• EXTRACTED RECORDS:

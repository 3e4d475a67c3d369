use mazer_core::{Context, Grid, StepObserver, VisualTag};

use crate::PathFinder;
use crate::path::{SearchOutcome, SearchStatus};
use crate::pathfinder::pause;
use crate::strategy::Strategy;

impl PathFinder {
    /// A* search from start to goal over forward links.
    ///
    /// The open member with the lowest `f = g + h` is expanded next (ties go
    /// to the cell queued first); `g` is the cell's recorded cost and `h`
    /// comes from the finder's [`Heuristic`](crate::Heuristic). The search
    /// stops as soon as the goal is selected.
    pub fn astar(
        &mut self,
        grid: &mut Grid,
        obs: &mut impl StepObserver,
        ctx: &Context,
        delay_ms: u64,
    ) -> SearchOutcome {
        self.begin(Strategy::Astar, grid, obs);
        let goal = grid.goal();
        let goal_pos = grid.goal_pos();
        let h = self.heuristic;
        let estimate = |grid: &Grid, i: usize| i64::from(h.estimate(grid.pos(i), goal_pos));

        self.in_open.clear();
        self.in_open.resize(grid.len(), false);
        let start = grid.start();
        self.in_open[start] = true;
        self.push(start, estimate(grid, start));

        let mut expanded = 0;
        let mut nbuf = std::mem::take(&mut self.nbuf);

        let status = 'search: loop {
            let Some(current) = self.heap.pop() else {
                break 'search SearchStatus::NoPath;
            };
            let ci = current.idx;

            // Skip stale entries.
            if !self.in_open[ci]
                || i64::from(grid.cell(ci).cost()) + estimate(grid, ci) != current.f
            {
                continue;
            }
            expanded += 1;

            if ci == goal {
                break 'search SearchStatus::Found;
            }

            // Move to the closed set.
            self.in_open[ci] = false;
            grid.set_visited(ci, true);
            let current_g = grid.cell(ci).cost();
            obs.on_cell_state_changed(grid.pos(ci), VisualTag::Visited);

            nbuf.clear();
            nbuf.extend_from_slice(grid.cell(ci).links());
            for &ni in nbuf.iter() {
                if grid.cell(ni).visited() {
                    continue;
                }
                let tentative_g = current_g + 1;
                if self.in_open[ni] && tentative_g >= grid.cell(ni).cost() {
                    continue;
                }
                self.in_open[ni] = true;
                grid.set_cost(ni, tentative_g);
                grid.set_origin(ni, Some(ci));
                self.push(ni, i64::from(tentative_g) + estimate(grid, ni));
                obs.on_cell_state_changed(grid.pos(ni), VisualTag::FrontierCandidate);
            }

            if pause(obs, ctx, delay_ms) {
                break 'search SearchStatus::Cancelled;
            }
        };

        self.nbuf = nbuf;
        self.heap.clear();
        self.finish(Strategy::Astar, status, grid, obs, expanded)
    }
}

#[cfg(test)]
mod tests {
    use crate::testutil::{carved, corridor, tree_distance, two_routes};
    use crate::{Heuristic, PathFinder, SearchStatus};
    use mazer_core::{Context, Grid, NullObserver, Pos};

    #[test]
    fn astar_single_cell() {
        let mut grid = Grid::new(1, 1).unwrap();
        let out = PathFinder::new().astar(&mut grid, &mut NullObserver, &Context::new(), 0);
        assert_eq!(out.path, vec![Pos::ZERO]);
        assert_eq!(out.path_len(), Some(0));
    }

    #[test]
    fn astar_corridor() {
        let mut grid = corridor(4);
        let out = PathFinder::new().astar(&mut grid, &mut NullObserver, &Context::new(), 0);
        assert_eq!(out.path_len(), Some(3));
        assert_eq!(out.expanded, 4);
    }

    #[test]
    fn astar_matches_tree_distance_with_both_heuristics() {
        for seed in 0..8 {
            for h in [Heuristic::Manhattan, Heuristic::Signed] {
                let mut grid = carved(9, 11, seed);
                let expected = tree_distance(&grid);
                let out = PathFinder::with_heuristic(h).astar(
                    &mut grid,
                    &mut NullObserver,
                    &Context::new(),
                    0,
                );
                assert_eq!(out.path_len(), Some(expected), "seed {seed} {h}");
            }
        }
    }

    #[test]
    fn astar_no_path() {
        let mut grid = Grid::new(3, 1).unwrap();
        grid.add_forward_link(0, 1);
        let out = PathFinder::new().astar(&mut grid, &mut NullObserver, &Context::new(), 0);
        assert_eq!(out.status, SearchStatus::NoPath);
        assert_eq!(out.path_len(), None);
        assert!(out.path.is_empty());
    }

    #[test]
    fn astar_cancelled() {
        let mut grid = carved(6, 6, 1);
        let ctx = Context::new();
        ctx.cancel();
        let out = PathFinder::new().astar(&mut grid, &mut NullObserver, &ctx, 0);
        assert_eq!(out.status, SearchStatus::Cancelled);
    }

    #[test]
    fn astar_improves_open_cell() {
        for h in [Heuristic::Manhattan, Heuristic::Signed] {
            let mut grid = two_routes();
            let out = PathFinder::with_heuristic(h).astar(
                &mut grid,
                &mut NullObserver,
                &Context::new(),
                0,
            );
            assert_eq!(
                out.path,
                vec![Pos::new(0, 0), Pos::new(0, 1), Pos::new(1, 0), Pos::new(2, 2)],
                "{h}"
            );
            // (1, 1) was queued through (2, 1) first, then re-parented to the
            // cheaper (0, 1).
            let mid = grid.cell_at(Pos::new(1, 1)).unwrap();
            assert_eq!(mid.cost(), 2);
            assert_eq!(mid.origin(), Some(1));
            // The outdated heap entry for (1, 1) is dropped, not expanded.
            assert_eq!(out.expanded, 7, "{h}");
        }
    }
}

• TASK INSTRUCTIONS: Return, word for word, the lines of the data above from the line with "over forward links." through the line with "grid.set_origin(ni, Some(ci));", inclusive.

• EXERCISE RESPONSE:
    /// A* search from start to goal over forward links.
    ///
    /// The open member with the lowest `f = g + h` is expanded next (ties go
    /// to the cell queued first); `g` is the cell's recorded cost and `h`
    /// comes from the finder's [`Heuristic`](crate::Heuristic). The search
    /// stops as soon as the goal is selected.
    pub fn astar(
        &mut self,
        grid: &mut Grid,
        obs: &mut impl StepObserver,
        ctx: &Context,
        delay_ms: u64,
    ) -> SearchOutcome {
        self.begin(Strategy::Astar, grid, obs);
        let goal = grid.goal();
        let goal_pos = grid.goal_pos();
        let h = self.heuristic;
        let estimate = |grid: &Grid, i: usize| i64::from(h.estimate(grid.pos(i), goal_pos));

        self.in_open.clear();
        self.in_open.resize(grid.len(), false);
        let start = grid.start();
        self.in_open[start] = true;
        self.push(start, estimate(grid, start));

        let mut expanded = 0;
        let mut nbuf = std::mem::take(&mut self.nbuf);

        let status = 'search: loop {
            let Some(current) = self.heap.pop() else {
                break 'search SearchStatus::NoPath;
            };
            let ci = current.idx;

            // Skip stale entries.
            if !self.in_open[ci]
                || i64::from(grid.cell(ci).cost()) + estimate(grid, ci) != current.f
            {
                continue;
            }
            expanded += 1;

            if ci == goal {
                break 'search SearchStatus::Found;
            }

            // Move to the closed set.
            self.in_open[ci] = false;
            grid.set_visited(ci, true);
            let current_g = grid.cell(ci).cost();
            obs.on_cell_state_changed(grid.pos(ci), VisualTag::Visited);

            nbuf.clear();
            nbuf.extend_from_slice(grid.cell(ci).links());
            for &ni in nbuf.iter() {
                if grid.cell(ni).visited() {
                    continue;
                }
                let tentative_g = current_g + 1;
                if self.in_open[ni] && tentative_g >= grid.cell(ni).cost() {
                    continue;
                }
                self.in_open[ni] = true;
                grid.set_cost(ni, tentative_g);
                grid.set_origin(ni, Some(ci));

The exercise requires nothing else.